The Staregos, who lived in Easton before moving to New Jersey, adopted Anthony out of the Topton Lutheran Home when he was 3 years old in 1997 and encourage him every step along the way.
They still get excited when he lines up for a kick.
They were thrilled when he kicked the game-winning field goal in the 2014 U.S. Army All-Shore Gridiron Classic when Starego's Ocean County all-stars beat Monmouth County's best 17-14.
But it's the mere participation and not the heroics that motivate him.
"I enjoy kicking," he said. "I can kick a 35-yard field goal with no problem. I like being on this team. Autism isn't going to stop me. Nothing is going to stop me. The rest of the guys on my team treat me well."
Schroeder is popular with his Raiders teammates because of his passion. When he put East Penn on top with his PAT he celebrated as though the Raiders had won the Super Bowl.
"It's exciting and fun to play here," Schroeder said. "We have fun every game.
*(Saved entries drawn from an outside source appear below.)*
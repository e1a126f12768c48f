use serde::{Deserialize, Serialize};

/// 应用配置结构体
///
/// 每个段都有默认值，没有配置文件也能启动。
#[derive(Debug, Clone, Default, Serialize, Deserialize)]
#[serde(default)]
pub struct AppConfig {
    pub app: AppSettings,
    pub server: ServerConfig,
    pub jwt: JwtConfig,
    pub database: DatabaseConfig,
    pub cache: CacheConfig,
    pub cors: CorsConfig,
    pub argon2: Argon2Config,
    pub pagination: PaginationConfig,
    pub bulk: BulkConfig,
}

/// 应用设置
#[derive(Debug, Clone, Serialize, Deserialize)]
#[serde(default)]
pub struct AppSettings {
    pub system_name: String,
    pub environment: String,
    pub log_level: String,
}

impl Default for AppSettings {
    fn default() -> Self {
        Self {
            system_name: "EduSystem".to_string(),
            environment: "development".to_string(),
            log_level: "info".to_string(),
        }
    }
}

/// 服务器配置
#[derive(Debug, Clone, Serialize, Deserialize)]
#[serde(default)]
pub struct ServerConfig {
    pub host: String,
    pub port: u16,
    pub unix_socket_path: String,
    pub workers: usize,
    pub max_workers: usize,
    pub timeouts: TimeoutConfig,
    pub limits: LimitConfig,
}

impl Default for ServerConfig {
    fn default() -> Self {
        Self {
            host: "127.0.0.1".to_string(),
            port: 8080,
            unix_socket_path: String::new(),
            workers: 0,
            max_workers: 8,
            timeouts: TimeoutConfig::default(),
            limits: LimitConfig::default(),
        }
    }
}

/// 超时配置
#[derive(Debug, Clone, Serialize, Deserialize)]
#[serde(default)]
pub struct TimeoutConfig {
    pub client_request: u64,
    pub client_disconnect: u64,
    pub keep_alive: u64,
}

impl Default for TimeoutConfig {
    fn default() -> Self {
        Self {
            client_request: 5000,
            client_disconnect: 1000,
            keep_alive: 30,
        }
    }
}

/// 限制配置
#[derive(Debug, Clone, Serialize, Deserialize)]
#[serde(default)]
pub struct LimitConfig {
    pub max_payload_size: usize,
}

impl Default for LimitConfig {
    fn default() -> Self {
        Self {
            max_payload_size: 4 * 1024 * 1024,
        }
    }
}

/// JWT 配置
#[derive(Debug, Clone, Serialize, Deserialize)]
#[serde(default)]
pub struct JwtConfig {
    #[serde(skip_serializing)] // 不序列化到JSON响应中
    pub secret: String,
    pub access_token_expiry: i64,  // 分钟
    pub refresh_token_expiry: i64, // 天
}

pub const DEFAULT_JWT_SECRET: &str = "edusystem-development-secret-change-me";

impl Default for JwtConfig {
    fn default() -> Self {
        Self {
            secret: DEFAULT_JWT_SECRET.to_string(),
            access_token_expiry: 60,
            refresh_token_expiry: 1,
        }
    }
}

/// 数据库配置
#[derive(Debug, Clone, Serialize, Deserialize)]
#[serde(default)]
pub struct DatabaseConfig {
    pub url: String,    // 数据库连接 URL（从 scheme 自动推断类型）
    pub pool_size: u32, // 连接池大小
    pub timeout: u64,   // 连接超时 (秒)
}

impl Default for DatabaseConfig {
    fn default() -> Self {
        Self {
            url: "edusystem.db".to_string(),
            pool_size: 10,
            timeout: 30,
        }
    }
}

/// 缓存配置
#[derive(Debug, Clone, Serialize, Deserialize)]
#[serde(default)]
pub struct CacheConfig {
    #[serde(rename = "type")]
    pub cache_type: String,
    pub default_ttl: u64,
    pub redis: RedisConfig,
    pub memory: MemoryConfig,
}

impl Default for CacheConfig {
    fn default() -> Self {
        Self {
            cache_type: "moka".to_string(),
            default_ttl: 300,
            redis: RedisConfig::default(),
            memory: MemoryConfig::default(),
        }
    }
}

/// Redis 配置
#[derive(Debug, Clone, Serialize, Deserialize)]
#[serde(default)]
pub struct RedisConfig {
    pub url: String,
    pub key_prefix: String,
    pub pool_size: u64,
}

impl Default for RedisConfig {
    fn default() -> Self {
        Self {
            url: "redis://127.0.0.1:6379".to_string(),
            key_prefix: "edusystem:".to_string(),
            pool_size: 10,
        }
    }
}

/// 内存缓存配置
#[derive(Debug, Clone, Serialize, Deserialize)]
#[serde(default)]
pub struct MemoryConfig {
    pub max_capacity: u64,
}

impl Default for MemoryConfig {
    fn default() -> Self {
        Self {
            max_capacity: 10_000,
        }
    }
}

/// CORS 配置
#[derive(Debug, Clone, Serialize, Deserialize)]
#[serde(default)]
pub struct CorsConfig {
    pub max_age: usize,
}

impl Default for CorsConfig {
    fn default() -> Self {
        Self { max_age: 3600 }
    }
}

/// Argon2 密码哈希参数
#[derive(Debug, Clone, Serialize, Deserialize)]
#[serde(default)]
pub struct Argon2Config {
    pub memory_cost: u32, // KiB
    pub time_cost: u32,
    pub parallelism: u32,
}

impl Default for Argon2Config {
    fn default() -> Self {
        Self {
            memory_cost: 19456,
            time_cost: 2,
            parallelism: 1,
        }
    }
}

/// 分页配置
#[derive(Debug, Clone, Serialize, Deserialize)]
#[serde(default)]
pub struct PaginationConfig {
    pub default_page_size: i64,
    pub max_page_size: i64,
}

impl Default for PaginationConfig {
    fn default() -> Self {
        Self {
            default_page_size: 10,
            max_page_size: 100,
        }
    }
}

/// 批量操作配置
#[derive(Debug, Clone, Serialize, Deserialize)]
#[serde(default)]
pub struct BulkConfig {
    pub max_items: usize,
}

impl Default for BulkConfig {
    fn default() -> Self {
        Self { max_items: 500 }
    }
}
We have great times."
Schroeder played high school football at Line Mountain High in Herndon, Northumberland County, before graduating in 2006. He has stayed with the game, looking for opportunities to pursue his passion.
"I was playing for a spring league semi-pro team in Harrisburg, but there are not that many 11-man teams in the 570 [area code]," Schroeder said. "I came to Harrisburg a few years ago because they needed a kicker and I knew a bunch of guys there from my high school days in the Tri-Valley League. I attended college at Penn State-Harrisburg so I was familiar with the area and knew people."
At Line Mountain, Schroeder said he once kicked a 31-yard game-winning field goal and has a range of 50 yards.
Schroeder, who works full-time for MI Windows and Doors LLC in Gratz, Dauphin County, considers Starego a friend and a fellow inspiration. Saturday night's game wasn't the first time they were on opposite sidelines.
"A couple of months ago we met in the regular-season finale in the North East Atlantic League when I was playing for the Harrisburg Sharks and he was playing for the New Jersey Pitbulls," Schroeder said. "I heard about Anthony a couple of years ago when he was featured on ESPN's College GameDay and SportsCenter. It was great to see a guy like him do what he wanted to do."
Schroeder would love to get a shot at the NFL or the top Arena League, but for now he's enjoying his time with the Raiders and relishing each celebration with his teammates.
"They love me," he said. "They treat me like I'm one of their own. When I make a kick, we do our own celebration where we clap three times and make it rain money. I try to personalize it a little bit and have fun. That's what it's all about."
Mike Keefer, the owner of the East Penn team that's in its first year, said he wants his team to give back to the community, and Schroeder offers an opportunity to show what a franchise can do.
"We've had adult football here before, but we want to do things differently," Keefer said. "Before we even knew about Michael Schroeder, we decided that we're going to give $1 back of every ticket sold to Autism Speaks. We want to do good in the Valley and deliver good football."
The Raiders are back at J. Birney Crum Stadium for a game at 7 p.m Saturday.